Available data section start

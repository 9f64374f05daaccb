use crate::contracts::{Erc20, ModifiersProvider};
use crate::domain::math::{safe_add, safe_sub};
use crate::domain::{Address, Asset, Event, Log};
use crate::engine::TokenStore;
use crate::error::LedgerError;
use primitive_types::U256;
use std::collections::BTreeMap;

/// Code deployed at an address.
#[derive(Debug, Clone)]
pub enum Contract {
    Ledger(TokenStore),
    Token(Box<dyn Erc20>),
    Modifiers(Box<dyn ModifiersProvider>),
}

impl Contract {
    pub fn kind(&self) -> &'static str {
        match self {
            Contract::Ledger(_) => "ledger",
            Contract::Token(_) => "token",
            Contract::Modifiers(_) => "modifiers",
        }
    }
}

/// Everything a transaction can change: native balances, contract storage
/// and the log buffer of the running transaction.
///
/// Cloning it is how the chain takes a rollback snapshot.
#[derive(Debug, Clone, Default)]
pub struct WorldState {
    ether: BTreeMap<Address, U256>,
    contracts: BTreeMap<Address, Contract>,
    logs: Vec<Log>,
}

impl WorldState {
    pub fn ether_balance(&self, account: &Address) -> U256 {
        self.ether.get(account).copied().unwrap_or_default()
    }

    pub fn mint_ether(&mut self, account: Address, amount: U256) -> Result<(), LedgerError> {
        let updated = safe_add(self.ether_balance(&account), amount)?;
        self.ether.insert(account, updated);
        Ok(())
    }

    pub fn transfer_ether(&mut self, from: Address, to: Address, amount: U256) -> Result<(), LedgerError> {
        if amount.is_zero() {
            return Ok(());
        }
        let available = self.ether_balance(&from);
        if available < amount {
            return Err(LedgerError::InsufficientBalance {
                asset: Asset::ETHER,
                account: from,
                needed: amount,
                available,
            });
        }
        self.ether.insert(from, safe_sub(available, amount)?);
        let credited = safe_add(self.ether_balance(&to), amount)?;
        self.ether.insert(to, credited);
        Ok(())
    }

    pub fn contract(&self, address: &Address) -> Option<&Contract> {
        self.contracts.get(address)
    }

    pub fn insert_contract(&mut self, address: Address, contract: Contract) {
        self.contracts.insert(address, contract);
    }

    pub fn ledger(&self, address: &Address) -> Result<&TokenStore, LedgerError> {
        match self.contracts.get(address) {
            Some(Contract::Ledger(ledger)) => Ok(ledger),
            _ => Err(LedgerError::UnknownContract(*address)),
        }
    }

    pub fn ledger_mut(&mut self, address: &Address) -> Result<&mut TokenStore, LedgerError> {
        match self.contracts.get_mut(address) {
            Some(Contract::Ledger(ledger)) => Ok(ledger),
            _ => Err(LedgerError::UnknownContract(*address)),
        }
    }

    pub fn token(&self, address: &Address) -> Result<&dyn Erc20, LedgerError> {
        match self.contracts.get(address) {
            Some(Contract::Token(token)) => Ok(token.as_ref()),
            _ => Err(LedgerError::UnknownContract(*address)),
        }
    }

    fn token_mut(&mut self, address: &Address) -> Result<&mut dyn Erc20, LedgerError> {
        match self.contracts.get_mut(address) {
            Some(Contract::Token(token)) => Ok(token.as_mut()),
            _ => Err(LedgerError::UnknownContract(*address)),
        }
    }

    pub fn modifiers(&self, address: &Address) -> Result<&dyn ModifiersProvider, LedgerError> {
        match self.contracts.get(address) {
            Some(Contract::Modifiers(provider)) => Ok(provider.as_ref()),
            _ => Err(LedgerError::UnknownContract(*address)),
        }
    }

    pub fn modifiers_mut(
        &mut self,
        address: &Address,
    ) -> Result<&mut dyn ModifiersProvider, LedgerError> {
        match self.contracts.get_mut(address) {
            Some(Contract::Modifiers(provider)) => Ok(provider.as_mut()),
            _ => Err(LedgerError::UnknownContract(*address)),
        }
    }

    /// `token.transfer` on behalf of `sender`.
    pub fn token_transfer(
        &mut self,
        token: Address,
        sender: Address,
        to: Address,
        amount: U256,
    ) -> Result<(), LedgerError> {
        let accepted = self
            .token_mut(&token)?
            .transfer(sender, to, amount)
            .map_err(|e| attribute_to_token(e, token))?;
        if !accepted {
            return Err(LedgerError::TokenTransferFailed { token });
        }
        self.emit(token, Event::Transfer { from: sender, to, amount });
        Ok(())
    }

    /// `token.transferFrom` called by `spender`.
    pub fn token_transfer_from(
        &mut self,
        token: Address,
        spender: Address,
        from: Address,
        to: Address,
        amount: U256,
    ) -> Result<(), LedgerError> {
        let accepted = self
            .token_mut(&token)?
            .transfer_from(spender, from, to, amount)
            .map_err(|e| attribute_to_token(e, token))?;
        if !accepted {
            return Err(LedgerError::TokenTransferFailed { token });
        }
        self.emit(token, Event::Transfer { from, to, amount });
        Ok(())
    }

    pub fn token_approve(
        &mut self,
        token: Address,
        owner: Address,
        spender: Address,
        amount: U256,
    ) -> Result<(), LedgerError> {
        let accepted = self
            .token_mut(&token)?
            .approve(owner, spender, amount)
            .map_err(|e| attribute_to_token(e, token))?;
        if !accepted {
            return Err(LedgerError::TokenTransferFailed { token });
        }
        self.emit(
            token,
            Event::Approval {
                owner,
                spender,
                amount,
            },
        );
        Ok(())
    }

    pub fn emit(&mut self, address: Address, event: Event) {
        self.logs.push(Log { address, event });
    }

    pub fn take_logs(&mut self) -> Vec<Log> {
        std::mem::take(&mut self.logs)
    }
}

fn attribute_to_token(err: LedgerError, token: Address) -> LedgerError {
    match err {
        LedgerError::InsufficientBalance {
            account,
            needed,
            available,
            ..
        } => LedgerError::InsufficientBalance {
            asset: Asset::token(token),
            account,
            needed,
            available,
        },
        other => other,
    }
}
use std::net::SocketAddr;
use std::sync::Arc;
use tokenstore::{api, config::Config, db::init_db, node, Repository};

#[tokio::main]
async fn main() {
    tracing_subscriber::fmt()
        .with_env_filter(
            tracing_subscriber::EnvFilter::from_default_env()
                .add_directive(tracing_subscriber::filter::LevelFilter::INFO.into()),
        )
        .init();

    let config = match Config::from_env() {
        Ok(cfg) => cfg,
        Err(e) => {
            eprintln!("Configuration error: {}", e);
            std::process::exit(1);
        }
    };

    let pool = match init_db(&config.database_path).await {
        Ok(p) => p,
        Err(e) => {
            eprintln!("Failed to initialize database: {}", e);
            std::process::exit(1);
        }
    };

    let repo = Arc::new(Repository::new(pool));
    let (node, ledger) = match node::bootstrap(&config, repo).await {
        Ok(started) => started,
        Err(e) => {
            eprintln!("Failed to start node: {}", e);
            std::process::exit(1);
        }
    };

    let app = api::create_router(api::AppState::new(node, ledger));

    let addr = SocketAddr::from(([127, 0, 0, 1], config.port));
    let listener = match tokio::net::TcpListener::bind(&addr).await {
        Ok(l) => l,
        Err(e) => {
            eprintln!("Failed to bind to {}: {}", addr, e);
            std::process::exit(1);
        }
    };

    tracing::info!(%addr, ?ledger, "dev node listening");

    if let Err(e) = axum::serve(listener, app).await {
        eprintln!("Server error: {}", e);
        std::process::exit(1);
    }
}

Available data section end

_The problem_
Copy each line from the data above that includes "credited".

_Task output_
        let credited = safe_add(self.ether_balance(&to), amount)?;
        self.ether.insert(to, credited);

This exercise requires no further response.